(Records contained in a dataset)
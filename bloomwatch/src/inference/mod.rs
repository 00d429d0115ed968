//! Image classification through a remote inference endpoint.

mod client;
mod format;

pub use client::{
    parse_response, ClassificationResult, InferenceClient, InferenceError,
    DEFAULT_INFERENCE_TIMEOUT_SECS, UNKNOWN_MODEL_VERSION,
};
pub use format::ImageFormat;
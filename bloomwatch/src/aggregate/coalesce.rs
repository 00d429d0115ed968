//! Request coalescing for view builds.
//!
//! When several callers ask for the same view while it is being built, only
//! the first (the leader) runs the build; the others subscribe to its result.
//!
//! ```text
//! build_view A ─┐
//!               │                               fan-out
//! build_view B ─┼──► RequestCoalescer ──────►  (leader A)
//!               │        │                        │
//! build_view C ─┘        ▼                        ▼
//!                  [B, C wait on a          [one build]
//!                   broadcast channel]◄──────────┘
//! ```
//!
//! If the leader is cancelled before finishing, its entry is removed and the
//! waiters race to become the next leader.

use serde::Serialize;
use std::collections::HashMap;
use std::fmt::Debug;
use std::future::Future;
use std::hash::Hash;
use std::sync::{Mutex, MutexGuard};
use tokio::sync::broadcast;
use tracing::{debug, info};

/// Counters describing how often builds were shared.
#[derive(Debug, Clone, Default, PartialEq, Eq, Serialize)]
pub struct CoalescerStats {
    /// Total requests received
    pub total_requests: u64,
    /// Requests that waited for another caller's build
    pub coalesced_requests: u64,
    /// Requests that ran the build themselves
    pub new_requests: u64,
}

impl CoalescerStats {
    /// Returns the coalescing ratio (0.0 to 1.0)
    pub fn coalescing_ratio(&self) -> f64 {
        if self.total_requests == 0 {
            0.0
        } else {
            self.coalesced_requests as f64 / self.total_requests as f64
        }
    }
}

struct State<K, V> {
    in_flight: HashMap<K, broadcast::Sender<V>>,
    stats: CoalescerStats,
}

/// Tracks in-flight builds by key.
pub struct RequestCoalescer<K, V> {
    state: Mutex<State<K, V>>,
}

enum Registration<V> {
    Leader,
    Follower(broadcast::Receiver<V>),
}

/// Removes the leader's entry if the build future is dropped before completion.
struct LeaderGuard<'a, K: Hash + Eq, V> {
    coalescer: &'a RequestCoalescer<K, V>,
    key: Option<K>,
}

impl<K: Hash + Eq, V> Drop for LeaderGuard<'_, K, V> {
    fn drop(&mut self) {
        if let Some(key) = self.key.take() {
            self.coalescer.lock().in_flight.remove(&key);
        }
    }
}

impl<K: Hash + Eq, V> RequestCoalescer<K, V> {
    fn lock(&self) -> MutexGuard<'_, State<K, V>> {
        self.state.lock().unwrap_or_else(|e| e.into_inner())
    }
}

impl<K, V> RequestCoalescer<K, V>
where
    K: Hash + Eq + Clone + Debug,
    V: Clone,
{
    pub fn new() -> Self {
        Self {
            state: Mutex::new(State {
                in_flight: HashMap::new(),
                stats: CoalescerStats::default(),
            }),
        }
    }

    /// Runs `build` for `key` unless a build for the same key is already in
    /// flight, in which case its result is awaited instead.
    pub async fn run<F, Fut>(&self, key: K, build: F) -> V
    where
        F: FnOnce() -> Fut,
        Fut: Future<Output = V>,
    {
        self.lock().stats.total_requests += 1;

        // Only the first registration is counted; a takeover after an
        // abandoned build stays recorded as coalesced.
        let mut first = true;
        while let Registration::Follower(mut rx) = self.register(&key, first) {
            first = false;
            match rx.recv().await {
                Ok(value) => return value,
                Err(_) => {
                    debug!(key = ?key, "Coalesced build abandoned by its leader, retrying");
                }
            }
        }

        let mut guard = LeaderGuard {
            coalescer: self,
            key: Some(key.clone()),
        };
        let value = build().await;
        guard.key = None;
        self.complete(&key, value.clone());
        value
    }

    fn register(&self, key: &K, count: bool) -> Registration<V> {
        let mut state = self.lock();

        if let Some(tx) = state.in_flight.get(key) {
            let rx = tx.subscribe();
            if count {
                state.stats.coalesced_requests += 1;
            }
            debug!(
                key = ?key,
                coalesced = state.stats.coalesced_requests,
                "Coalescing request - waiting for in-flight build"
            );
            Registration::Follower(rx)
        } else {
            // One message per build; capacity only needs to hold that
            let (tx, _rx) = broadcast::channel(1);
            state.in_flight.insert(key.clone(), tx);
            if count {
                state.stats.new_requests += 1;
            }
            debug!(
                key = ?key,
                in_flight_count = state.in_flight.len(),
                "New request - starting build"
            );
            Registration::Leader
        }
    }

    fn complete(&self, key: &K, value: V) {
        let tx = self.lock().in_flight.remove(key);
        if let Some(tx) = tx {
            let waiters = tx.receiver_count();
            // No receivers is fine: nobody coalesced onto this build
            let _ = tx.send(value);
            if waiters > 0 {
                debug!(key = ?key, waiters = waiters, "Broadcast result to coalesced waiters");
            }
        }
    }

    pub fn stats(&self) -> CoalescerStats {
        self.lock().stats.clone()
    }

    pub fn in_flight_count(&self) -> usize {
        self.lock().in_flight.len()
    }

    pub fn log_stats(&self) {
        let state = self.lock();
        info!(
            total_requests = state.stats.total_requests,
            coalesced = state.stats.coalesced_requests,
            new_requests = state.stats.new_requests,
            in_flight = state.in_flight.len(),
            coalescing_ratio = format!("{:.1}%", state.stats.coalescing_ratio() * 100.0),
            "Request coalescing statistics"
        );
    }
}

impl<K, V> Default for RequestCoalescer<K, V>
where
    K: Hash + Eq + Clone + Debug,
    V: Clone,
{
    fn default() -> Self {
        Self::new()
    }
}

#[cfg(test)]
mod tests {
    use super::*;
    use std::sync::atomic::{AtomicU32, Ordering};
    use std::sync::Arc;
    use std::time::Duration;

    #[tokio::test]
    async fn test_single_request_runs_build() {
        let coalescer: RequestCoalescer<u32, String> = RequestCoalescer::new();
        let value = coalescer.run(1, || async { "built".to_string() }).await;

        assert_eq!(value, "built");
        let stats = coalescer.stats();
        assert_eq!(stats.total_requests, 1);
        assert_eq!(stats.new_requests, 1);
        assert_eq!(coalescer.in_flight_count(), 0);
    }

    #[tokio::test]
    async fn test_concurrent_requests_share_one_build() {
        let coalescer: Arc<RequestCoalescer<&'static str, u32>> = Arc::new(RequestCoalescer::new());
        let builds = Arc::new(AtomicU32::new(0));

        let handles: Vec<_> = (0..5)
            .map(|_| {
                let coalescer = Arc::clone(&coalescer);
                let builds = Arc::clone(&builds);
                tokio::spawn(async move {
                    coalescer
                        .run("view", || async move {
                            tokio::time::sleep(Duration::from_millis(50)).await;
                            builds.fetch_add(1, Ordering::SeqCst) + 42
                        })
                        .await
                })
            })
            .collect();

        for handle in handles {
            assert_eq!(handle.await.unwrap(), 42);
        }
        assert_eq!(builds.load(Ordering::SeqCst), 1);

        let stats = coalescer.stats();
        assert_eq!(stats.total_requests, 5);
        assert_eq!(stats.coalesced_requests, 4);
        assert!((stats.coalescing_ratio() - 0.8).abs() < 0.001);
    }

    #[tokio::test]
    async fn test_different_keys_not_coalesced() {
        let coalescer: RequestCoalescer<u32, u32> = RequestCoalescer::new();
        let (a, b) = tokio::join!(
            coalescer.run(1, || async { 10 }),
            coalescer.run(2, || async { 20 })
        );

        assert_eq!((a, b), (10, 20));
        assert_eq!(coalescer.stats().coalesced_requests, 0);
    }

    #[tokio::test]
    async fn test_cancelled_leader_hands_over() {
        let coalescer: Arc<RequestCoalescer<u32, u32>> = Arc::new(RequestCoalescer::new());

        let leader = {
            let coalescer = Arc::clone(&coalescer);
            tokio::spawn(async move {
                coalescer
                    .run(7, || async {
                        tokio::time::sleep(Duration::from_secs(60)).await;
                        1
                    })
                    .await
            })
        };
        tokio::time::sleep(Duration::from_millis(20)).await;

        let follower = {
            let coalescer = Arc::clone(&coalescer);
            tokio::spawn(async move { coalescer.run(7, || async { 2 }).await })
        };
        tokio::time::sleep(Duration::from_millis(20)).await;
        leader.abort();

        assert_eq!(follower.await.unwrap(), 2);
        assert_eq!(coalescer.in_flight_count(), 0);

        let stats = coalescer.stats();
        assert_eq!(stats.total_requests, 2);
        assert_eq!(stats.new_requests, 1);
        assert_eq!(stats.coalesced_requests, 1);
        assert!((stats.coalescing_ratio() - 0.5).abs() < 0.001);
    }

    #[test]
    fn test_dropped_leader_guard_clears_entry() {
        let coalescer: RequestCoalescer<u32, u32> = RequestCoalescer::new();
        assert!(matches!(coalescer.register(&3, true), Registration::Leader));
        assert_eq!(coalescer.in_flight_count(), 1);

        drop(LeaderGuard {
            coalescer: &coalescer,
            key: Some(3),
        });
        assert_eq!(coalescer.in_flight_count(), 0);
    }
}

Directions for this task:
Please output an exact copy of the lines above, from the opening line of the data down to the line that contains "the build themselves".

Expected answer:
filename bloomwatch/src/inference/mod.rs
repository 00d429d0115ed968
//! Image classification through a remote inference endpoint.

mod client;
mod format;

pub use client::{
    parse_response, ClassificationResult, InferenceClient, InferenceError,
    DEFAULT_INFERENCE_TIMEOUT_SECS, UNKNOWN_MODEL_VERSION,
};
pub use format::ImageFormat;
filename bloomwatch/src/aggregate/coalesce.rs
repository 00d429d0115ed968
//! Request coalescing for view builds.
//!
//! When several callers ask for the same view while it is being built, only
//! the first (the leader) runs the build; the others subscribe to its result.
//!
//! ```text
//! build_view A ─┐
//!               │                               fan-out
//! build_view B ─┼──► RequestCoalescer ──────►  (leader A)
//!               │        │                        │
//! build_view C ─┘        ▼                        ▼
//!                  [B, C wait on a          [one build]
//!                   broadcast channel]◄──────────┘
//! ```
//!
//! If the leader is cancelled before finishing, its entry is removed and the
//! waiters race to become the next leader.

use serde::Serialize;
use std::collections::HashMap;
use std::fmt::Debug;
use std::future::Future;
use std::hash::Hash;
use std::sync::{Mutex, MutexGuard};
use tokio::sync::broadcast;
use tracing::{debug, info};

/// Counters describing how often builds were shared.
#[derive(Debug, Clone, Default, PartialEq, Eq, Serialize)]
pub struct CoalescerStats {
    /// Total requests received
    pub total_requests: u64,
    /// Requests that waited for another caller's build
    pub coalesced_requests: u64,
    /// Requests that ran the build themselves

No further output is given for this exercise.